HOWEVER, and please be open minded when I say this...women who chose this lifestyle need to not think about their families, kids, etc. Men, in history have always been hunters and gatherers...men have always provided...it's what we do. So men are natural in the workplace, just as our very nature to a physical/sexual nature, we give up our penis, while a woman takes it in.

Women then have to bear the child and take care of them. Women who then decide to leave the house to then allow someone else to take care of their children and pursue their career again lose focus on their kids, who end up being crack addicts, emotionally unattached, and those screaming kids in
stores becuase mom and and dad don't give them enough attention. WOMEN,need to make a choice, career or family, it can't be both...i'm sorry, that's just the way I feel"
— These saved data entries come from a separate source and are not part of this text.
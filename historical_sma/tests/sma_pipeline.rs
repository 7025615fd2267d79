mod common;

use std::num::NonZeroU32;

use historical_sma::{BarField, EndTime, aggregate, plan_request_at};

use common::{at, daily_bars, fixture_2016};

fn n(v: u32) -> NonZeroU32 {
    NonZeroU32::new(v).unwrap()
}

/// The full pipeline as a collaborator would drive it: plan the request,
/// "receive" a finalized batch, aggregate the SMA.
#[test]
fn thirty_day_close_sma() {
    let cal = fixture_2016();
    let end = at(&cal, 2016, 11, 28, 16, 0, 0);
    let now = end.with_timezone(&chrono::Local);

    let request = plan_request_at(n(30), "1 day", EndTime::Exchange(end), &cal, now).unwrap();
    assert_eq!(request.bar_size_wire, "1 day");

    // The source over-delivers (the descriptor rounds up); the newest 30
    // close values are 11..=40, mean 25.5.
    let bars = daily_bars(40, 2016, 11, 28, 0.0);
    let sma = aggregate(n(30), &bars, BarField::Close, request.window.start, end).unwrap();
    assert_eq!(sma, 25.5);
}

#[test]
fn avg_field_takes_the_high_low_midpoint() {
    let cal = fixture_2016();
    let end = at(&cal, 2016, 11, 28, 16, 0, 0);
    let bars = daily_bars(30, 2016, 11, 28, 10.0);

    let start = at(&cal, 2016, 10, 1, 0, 0, 0);
    let sma = aggregate(n(30), &bars, BarField::Avg, start, end).unwrap();
    // (high+low)/2 collapses to the open: 10..=39, mean 24.5.
    assert_eq!(sma, 24.5);
}

#[test]
fn short_delivery_reports_every_bar_it_did_get() {
    let cal = fixture_2016();
    let end = at(&cal, 2016, 11, 28, 16, 0, 0);
    let start = at(&cal, 2016, 10, 1, 0, 0, 0);

    let bars = daily_bars(20, 2016, 11, 28, 0.0);
    let err = aggregate(n(30), &bars, BarField::Close, start, end).expect_err("short");
    assert_eq!(err.requested, 30);
    assert_eq!(err.bars.len(), 20);

    let msg = err.to_string();
    assert!(msg.contains("expected 30 bars"));
    // Every delivered bar is listed for diagnosis.
    assert_eq!(msg.lines().count(), 21);
}

#[test]
fn unknown_field_is_rejected_before_any_arithmetic() {
    let err = "vwap".parse::<BarField>().expect_err("must fail");
    assert!(err.to_string().contains("vwap"));
}

#[test]
fn one_second_bars_request_the_quirked_wire_form() {
    let cal = fixture_2016();
    let end = at(&cal, 2016, 11, 28, 16, 0, 0);
    let now = end.with_timezone(&chrono::Local);

    let request = plan_request_at(n(30), "1 sec", EndTime::Exchange(end), &cal, now).unwrap();
    assert_eq!(request.bar_size_wire, "1 secs");
    // 30 trading seconds + 2-second backoff.
    assert_eq!(request.duration_wire, "32 S");
}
2006-12-18 02:10:13 · 9 answers · asked by me_confused 2 in Business & Finance Careers & Employment

I really got offended by this. I believe it takes two to make and raise a child. Women don’t have to make that choice because the parents can share responsibilities. In not all or nothing...

2006-12-18 02:15:44 · update #1

Aren't we supposed to be equal? Why only women have to consider that? Why are only women taking flex time because they have children? WHY not men?

My job is not less important than his...Its his child, isn't he supposed to spend as much time as I do?

2006-12-18 02:30:40 · update #2

9 answers

I think the answer lies with most young women today. They have seen their mothers attempt to have both and they arn't impressed. Assuming it is a two parent household, they work while raising their kids, but allow more time for raising the kids. They work part time more often. HR people are hastily trying to think of innovative ways to keep such women from quitting all together by coming up with flexible work place hour programs.

2006-12-18 02:25:19 · answer #1 · answered by Think.for.your.self 7 · 2 0

NO, a woman doesn't have to choose. And not ALL women that go to work while raising a family end up with drug addicted, emotionally unattached kids who throw fits in public. I have worked, raised my son and I go to school part time. I have a VERY well behaved son who knows that I love him dearly and who also knows that he can come to me with anything. Yes, my son is 12 now, but it's been just the 2 of us for a little over 10 years.
The fact of the matter is, in these days and times, almost all families have to have 2 incomes and at some point in time, someone other then the parents will be responsible for children.
It sounds like, to me, that your friend is a male chauvinist pig! He has never had a real woman in his life to show him that yes, we can have families and careers and well adjusted, well behaved children!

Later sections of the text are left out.